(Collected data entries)
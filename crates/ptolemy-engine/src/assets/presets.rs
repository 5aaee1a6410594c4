//! Planet presets: classical parameter sets for the Ptolemaic model.
//!
//! Values are the textbook fits used in introductory astronomy labs, not
//! modern ephemerides. Custom tables can be loaded from JSON.

use serde::{Deserialize, Serialize};

use crate::api::params::{PlanetType, PlanetaryParameters};
use crate::error::{ConfigError, SimResult};

pub const VENUS: PlanetaryParameters = PlanetaryParameters {
    epicycle_size: 0.72,
    eccentricity: 0.02,
    motion_rate: 1.60,
    apogee_angle: 46.2,
    planet_type: PlanetType::Inferior,
};

pub const MARS: PlanetaryParameters = PlanetaryParameters {
    epicycle_size: 0.66,
    eccentricity: 0.10,
    motion_rate: 0.52,
    apogee_angle: 106.7,
    planet_type: PlanetType::Superior,
};

pub const JUPITER: PlanetaryParameters = PlanetaryParameters {
    epicycle_size: 0.19,
    eccentricity: 0.05,
    motion_rate: 0.08,
    apogee_angle: 152.2,
    planet_type: PlanetType::Superior,
};

pub const SATURN: PlanetaryParameters = PlanetaryParameters {
    epicycle_size: 0.11,
    eccentricity: 0.06,
    motion_rate: 0.03,
    apogee_angle: 224.2,
    planet_type: PlanetType::Superior,
};

/// Built-in presets, in menu order.
pub const BUILTIN: [(&str, PlanetaryParameters); 4] = [
    ("Venus", VENUS),
    ("Mars", MARS),
    ("Jupiter", JUPITER),
    ("Saturn", SATURN),
];

/// Look up a built-in preset by name, ignoring case.
pub fn preset(name: &str) -> Option<PlanetaryParameters> {
    BUILTIN
        .iter()
        .find(|(n, _)| n.eq_ignore_ascii_case(name.trim()))
        .map(|(_, p)| *p)
}

/// One named entry of a preset table.
#[derive(Debug, Clone, PartialEq, Serialize, Deserialize)]
pub struct Preset {
    pub name: String,
    #[serde(flatten)]
    pub parameters: PlanetaryParameters,
}

/// A list of presets, either the built-ins or loaded from JSON.
#[derive(Debug, Clone, PartialEq, Serialize, Deserialize)]
pub struct PresetTable {
    pub presets: Vec<Preset>,
}

impl Default for PresetTable {
    fn default() -> Self {
        Self {
            presets: BUILTIN
                .iter()
                .map(|(name, parameters)| Preset {
                    name: (*name).to_string(),
                    parameters: *parameters,
                })
                .collect(),
        }
    }
}

impl PresetTable {
    /// Parse a table from a JSON string. Every entry must pass validation.
    pub fn from_json(json: &str) -> SimResult<Self> {
        let table: PresetTable = serde_json::from_str(json)?;
        for preset in &table.presets {
            preset.parameters.validate()?;
        }
        Ok(table)
    }

    pub fn get(&self, name: &str) -> Option<&PlanetaryParameters> {
        self.presets
            .iter()
            .find(|p| p.name.eq_ignore_ascii_case(name.trim()))
            .map(|p| &p.parameters)
    }

    /// Like `get`, but an unknown name is an error.
    pub fn require(&self, name: &str) -> Result<PlanetaryParameters, ConfigError> {
        self.get(name)
            .copied()
            .ok_or_else(|| ConfigError::UnknownPreset(name.to_string()))
    }

    pub fn names(&self) -> impl Iterator<Item = &str> {
        self.presets.iter().map(|p| p.name.as_str())
    }
}
use glam::DVec2;
use serde::{Deserialize, Serialize};

/// Mean tropical year, for the elapsed-time readout.
pub const DAYS_PER_YEAR: f64 = 365.2422;

/// Every body position for one tick, in model units with Earth at the origin.
/// `deferent_point` is relative to the equant and `epicycle_point` is relative
/// to the epicycle center, so the planet is the sum of the three.
#[derive(Debug, Clone, Copy, PartialEq, Default, Serialize, Deserialize)]
pub struct PositionSet {
    pub equant: DVec2,
    pub eccentric_center: DVec2,
    pub deferent_point: DVec2,
    pub epicycle_point: DVec2,
    pub planet: DVec2,
    pub sun: DVec2,
    /// Degrees, in (-180, 180].
    pub sun_longitude: f64,
    /// Degrees, in (-180, 180].
    pub ecliptic_longitude: f64,
}

impl PositionSet {
    /// Absolute position of the epicycle center (equant + deferent offset).
    pub fn epicycle_center(&self) -> DVec2 {
        self.equant + self.deferent_point
    }
}

/// Angle of `p` as seen from the origin, in degrees within (-180, 180].
pub fn longitude_degrees(p: DVec2) -> f64 {
    let deg = p.y.atan2(p.x) * 180.0 / std::f64::consts::PI;
    // atan2 returns -pi for (-x, -0.0)
    if deg <= -180.0 {
        deg + 360.0
    } else {
        deg
    }
}

/// Simulated time broken into whole years and leftover days.
#[derive(Debug, Clone, Copy, PartialEq, Eq, Default, Serialize, Deserialize)]
pub struct ElapsedTime {
    pub years: i64,
    pub days: i64,
}

impl ElapsedTime {
    pub fn from_years(t: f64) -> Self {
        if !t.is_finite() {
            return Self::default();
        }
        let sign = if t < 0.0 { -1 } else { 1 };
        let abs = t.abs();
        let years = abs.floor() as i64;
        let days = ((abs * DAYS_PER_YEAR).floor() as i64) % 365;
        Self {
            years: sign * years,
            days: sign * days,
        }
    }
}
pub mod path_tracer;
//! Ptolemaic kinematics. Pure math, no rendering dependencies.
//!
//! Model units throughout: the deferent has radius 1, Earth sits at the origin,
//! the eccentric center is offset by `e` toward the apogee and the equant by `2e`.
//! The epicycle center moves at a uniform angular rate as seen from the equant,
//! so its distance from the equant comes out of a quadratic each tick.

use std::f64::consts::{PI, TAU};

use glam::DVec2;
use serde::{Deserialize, Serialize};

use crate::api::params::{Controls, PlanetaryParameters};
use crate::api::types::{longitude_degrees, PositionSet};
use crate::error::{SimResult, SimulationError};

/// Deferent radius in model units.
pub const DEFERENT_RADIUS: f64 = 1.0;
/// Radius of the sun's circle around Earth, in model units.
pub const SUN_ORBIT_RADIUS: f64 = 3.0;

/// Integrator state. Only `KinematicsEngine` mutates it.
#[derive(Debug, Clone, Copy, PartialEq, Default, Serialize, Deserialize)]
pub struct KinematicState {
    /// Simulated years since the last reset.
    pub current_time: f64,
    /// Radians, accumulated without wrapping.
    pub deferent_angle: f64,
    /// Radians, accumulated without wrapping.
    pub epicycle_angle: f64,
}

impl KinematicState {
    /// State after integrating `delta_ms` of real time. Angles are advanced
    /// incrementally so a rate change mid-run never makes the planet jump.
    pub fn advanced(&self, delta_ms: f64, params: &PlanetaryParameters, controls: &Controls) -> Self {
        if !controls.is_animation_enabled {
            return *self;
        }
        let years = sanitize_delta(delta_ms) * controls.animation_rate / 1000.0;
        let (deferent_rate, epicycle_rate) = params.rates();
        Self {
            current_time: self.current_time + years,
            deferent_angle: self.deferent_angle + TAU * deferent_rate * years,
            epicycle_angle: self.epicycle_angle + TAU * epicycle_rate * years,
        }
    }
}

/// Treat negative or non-finite frame deltas as no elapsed time.
pub fn sanitize_delta(delta_ms: f64) -> f64 {
    if delta_ms.is_finite() && delta_ms > 0.0 {
        delta_ms
    } else {
        0.0
    }
}

/// Distance from the equant to the epicycle center.
///
/// Positive root of `x² - 2e·cos(π - apogee + θ)·x + (e² - R²) = 0`, i.e. the
/// law of cosines in the triangle equant / eccentric center / epicycle center.
pub fn equant_distance(eccentricity: f64, apogee_rad: f64, deferent_angle: f64) -> SimResult<f64> {
    let a = 1.0;
    let b = -2.0 * eccentricity * (PI - apogee_rad + deferent_angle).cos();
    let c = eccentricity * eccentricity - DEFERENT_RADIUS * DEFERENT_RADIUS;
    let discriminant = b * b - 4.0 * a * c;
    // Negated so NaN fails too.
    if !(discriminant >= 0.0) {
        return Err(SimulationError::NegativeDiscriminant {
            discriminant,
            eccentricity,
        });
    }
    Ok((-b + discriminant.sqrt()) / (2.0 * a))
}

/// Unit vector at `angle` radians.
#[inline]
fn polar(angle: f64) -> DVec2 {
    DVec2::new(angle.cos(), angle.sin())
}

/// Every body position for a given state. No integration happens here.
pub fn derive_positions(state: &KinematicState, params: &PlanetaryParameters) -> SimResult<PositionSet> {
    let e = params.eccentricity;
    let apogee = params.apogee_radians();
    let r_ee = equant_distance(e, apogee, state.deferent_angle)?;

    let equant = 2.0 * e * polar(apogee);
    let eccentric_center = e * polar(apogee);
    let deferent_point = r_ee * polar(state.deferent_angle);
    let epicycle_point = params.epicycle_size * polar(state.epicycle_angle);
    let planet = equant + deferent_point + epicycle_point;

    let sun = SUN_ORBIT_RADIUS * polar(TAU * state.current_time);

    Ok(PositionSet {
        equant,
        eccentric_center,
        deferent_point,
        epicycle_point,
        planet,
        sun,
        sun_longitude: longitude_degrees(sun),
        ecliptic_longitude: longitude_degrees(planet),
    })
}

/// Owns the integrator state and advances it once per tick.
#[derive(Debug, Clone, Default)]
pub struct KinematicsEngine {
    state: KinematicState,
}

impl KinematicsEngine {
    pub fn new() -> Self {
        Self::default()
    }

    pub fn state(&self) -> &KinematicState {
        &self.state
    }

    /// Integrate `delta_ms` of real time and derive positions.
    /// The state is committed only if the positions could be derived.
    pub fn physics_update(
        &mut self,
        delta_ms: f64,
        params: &PlanetaryParameters,
        controls: &Controls,
    ) -> SimResult<PositionSet> {
        let next = self.state.advanced(delta_ms, params, controls);
        match derive_positions(&next, params) {
            Ok(positions) => {
                self.state = next;
                Ok(positions)
            }
            Err(err) => {
                log::error!("physics step failed at t={:.4}: {}", next.current_time, err);
                Err(err)
            }
        }
    }

    /// Positions for the current state without advancing it.
    pub fn positions(&self, params: &PlanetaryParameters) -> SimResult<PositionSet> {
        derive_positions(&self.state, params)
    }

    /// Zero time and both angles.
    pub fn reset(&mut self) {
        self.state = KinematicState::default();
    }
}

Task goal :: In the records above, some lines may contain the word "Simulated"; copy every one of them.

Response for this exercise ::
/// Simulated time broken into whole years and leftover days.
    /// Simulated years since the last reset.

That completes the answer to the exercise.